The Treasure Hunter () is a 2009 Taiwanese action film directed by Kevin Chu and starring Jay Chou and Lin Chi-ling, with Ching Siu-tung served as action director.

Plot
In the northwest desert where countless prosperous dynasties have flourished and fallen, there is a rumor that buried amongst the sand exists a tomb containing countless riches. A group of mysterious guardians have been guarding the map to the location of the treasure until a fierce rivalry erupts. A notorious international crime group, The Company, manage to hunt down the map keeper but not before he manages to pass the map to a young chivalrous man, Qiao Fei (Jay Chou).

Qiao Fei is forced to give up the map to save the life of his mentor's daughter Lan Ting (Lin Chi-ling).

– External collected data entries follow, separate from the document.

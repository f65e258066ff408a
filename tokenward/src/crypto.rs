//! At-rest sealing of credentials
//!
//! Access and refresh tokens are sealed with AES-256-GCM before they reach a
//! persistence backend. Each sealed value is `base64(nonce || ciphertext || tag)`
//! and is bound to the record and field it belongs to, so a sealed refresh
//! token cannot be replayed as another record's credential.

use std::fmt;

use base64::{engine::general_purpose::STANDARD as BASE64, Engine as _};
use ring::{
    aead::{Aad, LessSafeKey, Nonce, UnboundKey, AES_256_GCM, NONCE_LEN},
    rand::{SecureRandom, SystemRandom},
};
use serde::{Deserialize, Serialize};
use thiserror::Error;

const KEY_LEN: usize = 32;

/// An error while sealing or opening a credential
#[derive(Debug, Error)]
pub enum CryptoError {
    /// The key is not valid base64
    #[error("encryption key is not valid base64")]
    KeyEncoding(#[from] base64::DecodeError),
    /// The key has the wrong length
    #[error("encryption key must be 32 bytes, got {0}")]
    KeyLength(usize),
    /// The system random number generator failed
    #[error("unable to obtain randomness from the system")]
    Random,
    /// Sealing failed
    #[error("unable to seal credential")]
    Seal,
    /// The sealed value is malformed, was tampered with, or was sealed with another key
    #[error("unable to open sealed credential")]
    Open,
    /// The opened value is not UTF-8
    #[error("sealed credential is not valid UTF-8")]
    Utf8(#[from] std::string::FromUtf8Error),
}

/// A sealed credential as stored at rest
#[derive(Clone, PartialEq, Eq, Serialize, Deserialize)]
#[serde(transparent)]
pub struct SealedSecret(String);

impl SealedSecret {
    /// The encoded form
    pub fn as_str(&self) -> &str {
        &self.0
    }
}

impl fmt::Debug for SealedSecret {
    fn fmt(&self, f: &mut fmt::Formatter) -> fmt::Result {
        write!(f, "SealedSecret({} bytes)", self.0.len())
    }
}

/// Seals and opens credentials with a single AES-256-GCM key
pub struct TokenCipher {
    key: LessSafeKey,
    rng: SystemRandom,
    ephemeral: bool,
}

impl fmt::Debug for TokenCipher {
    fn fmt(&self, f: &mut fmt::Formatter) -> fmt::Result {
        f.debug_struct("TokenCipher")
            .field("key", &"[REDACTED]")
            .field("ephemeral", &self.ephemeral)
            .finish()
    }
}

impl TokenCipher {
    /// Constructs a cipher from raw key bytes
    pub fn from_key_bytes(bytes: &[u8]) -> Result<Self, CryptoError> {
        if bytes.len() != KEY_LEN {
            return Err(CryptoError::KeyLength(bytes.len()));
        }

        let unbound =
            UnboundKey::new(&AES_256_GCM, bytes).map_err(|_| CryptoError::KeyLength(bytes.len()))?;

        Ok(Self {
            key: LessSafeKey::new(unbound),
            rng: SystemRandom::new(),
            ephemeral: false,
        })
    }

    /// Constructs a cipher from a base64-encoded key
    pub fn from_base64_key(encoded: &str) -> Result<Self, CryptoError> {
        let bytes = BASE64.decode(encoded.trim())?;
        Self::from_key_bytes(&bytes)
    }

    /// Constructs a cipher with a freshly generated key that lives only as
    /// long as this process
    ///
    /// Anything sealed with it becomes unreadable after a restart, so this is
    /// only suitable for development or for purely in-memory stores.
    pub fn ephemeral() -> Result<Self, CryptoError> {
        let key = Self::generate_key_bytes()?;
        let mut cipher = Self::from_key_bytes(&key)?;
        cipher.ephemeral = true;
        tracing::warn!(
            "no encryption key configured; generated an ephemeral key for this process. \
             Stored tokens will not survive a restart. Do not use this outside development."
        );
        Ok(cipher)
    }

    /// Generates a new random key, base64-encoded, suitable for configuration
    pub fn generate_key() -> Result<String, CryptoError> {
        Ok(BASE64.encode(Self::generate_key_bytes()?))
    }

    fn generate_key_bytes() -> Result<[u8; KEY_LEN], CryptoError> {
        let mut key = [0u8; KEY_LEN];
        SystemRandom::new()
            .fill(&mut key)
            .map_err(|_| CryptoError::Random)?;
        Ok(key)
    }

    /// Whether the key was generated for this process only
    pub fn is_ephemeral(&self) -> bool {
        self.ephemeral
    }

    /// Seals `plaintext`, binding it to `context`
    pub fn seal(&self, plaintext: &str, context: &str) -> Result<SealedSecret, CryptoError> {
        let mut nonce_bytes = [0u8; NONCE_LEN];
        self.rng
            .fill(&mut nonce_bytes)
            .map_err(|_| CryptoError::Random)?;
        let nonce = Nonce::assume_unique_for_key(nonce_bytes);

        let mut in_out = plaintext.as_bytes().to_vec();
        self.key
            .seal_in_place_append_tag(nonce, Aad::from(context.as_bytes()), &mut in_out)
            .map_err(|_| CryptoError::Seal)?;

        let mut out = Vec::with_capacity(NONCE_LEN + in_out.len());
        out.extend_from_slice(&nonce_bytes);
        out.extend_from_slice(&in_out);
        Ok(SealedSecret(BASE64.encode(out)))
    }

    /// Opens a value sealed by [`seal`](Self::seal) with the same `context`
    pub fn open(&self, sealed: &SealedSecret, context: &str) -> Result<String, CryptoError> {
        let mut data = BASE64.decode(&sealed.0).map_err(|_| CryptoError::Open)?;
        if data.len() < NONCE_LEN {
            return Err(CryptoError::Open);
        }

        let mut ciphertext = data.split_off(NONCE_LEN);
        let mut nonce_bytes = [0u8; NONCE_LEN];
        nonce_bytes.copy_from_slice(&data);
        let nonce = Nonce::assume_unique_for_key(nonce_bytes);

        let plaintext = self
            .key
            .open_in_place(nonce, Aad::from(context.as_bytes()), &mut ciphertext)
            .map_err(|_| CryptoError::Open)?;

        Ok(String::from_utf8(plaintext.to_vec())?)
    }
}
//! Refresh counters

use std::sync::{
    atomic::{AtomicU64, Ordering},
    Mutex, PoisonError,
};

use serde::Serialize;
use tokenward_clock::UnixTime;

/// A point-in-time view of refresh activity
#[derive(Clone, Copy, Debug, Default, PartialEq, Eq, Serialize)]
pub struct StatsSnapshot {
    /// Refresh exchanges started
    pub attempted: u64,
    /// Refresh exchanges that produced new tokens
    pub succeeded: u64,
    /// Refresh exchanges that failed, terminally or after exhausting retries
    pub failed: u64,
    /// When the last successful refresh completed
    pub last_refresh: Option<UnixTime>,
    /// When the background loop will next check for due tokens
    pub next_scheduled_check: Option<UnixTime>,
}

#[derive(Debug, Default)]
struct Times {
    last_refresh: Option<UnixTime>,
    next_scheduled_check: Option<UnixTime>,
}

/// Shared refresh counters
#[derive(Debug, Default)]
pub struct RefreshStats {
    attempted: AtomicU64,
    succeeded: AtomicU64,
    failed: AtomicU64,
    times: Mutex<Times>,
}

impl RefreshStats {
    pub(crate) fn record_attempt(&self) {
        self.attempted.fetch_add(1, Ordering::Relaxed);
    }

    pub(crate) fn record_success(&self, at: UnixTime) {
        self.succeeded.fetch_add(1, Ordering::Relaxed);
        self.times
            .lock()
            .unwrap_or_else(PoisonError::into_inner)
            .last_refresh = Some(at);
    }

    pub(crate) fn record_failure(&self) {
        self.failed.fetch_add(1, Ordering::Relaxed);
    }

    pub(crate) fn schedule_next(&self, at: Option<UnixTime>) {
        self.times
            .lock()
            .unwrap_or_else(PoisonError::into_inner)
            .next_scheduled_check = at;
    }

    /// A snapshot of the current counters
    pub fn snapshot(&self) -> StatsSnapshot {
        let times = self.times.lock().unwrap_or_else(PoisonError::into_inner);
        StatsSnapshot {
            attempted: self.attempted.load(Ordering::Relaxed),
            succeeded: self.succeeded.load(Ordering::Relaxed),
            failed: self.failed.load(Ordering::Relaxed),
            last_refresh: times.last_refresh,
            next_scheduled_check: times.next_scheduled_check,
        }
    }
}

Teaming up with Hua Ding-bang (Chen Daoming), who is a famous archeologist, and Lan Ting they embark on a dangerous journey to recover the map and fight to protect the ancient treasure.

Cast

 Jay Chou as Qiao Fei 喬飛
 Lin Chi-ling as Lan Ting 藍婷 
 Guan Xiaotong as young Lan Ting
 Eric Tsang as Pork Rib 排骨
 Chen Daoming as Master Hua Ding-bang 華爺（華定邦）
 Baron Chen as Desert Eagle 大漠飛鷹
 Will Liu as Friday 星期五
 Miao Pu as Swords Thirteen 刀刀（刀十三郎）
 Kenneth Tsang as Tu Lao-dai

Critical response
The film was generally panned by critics.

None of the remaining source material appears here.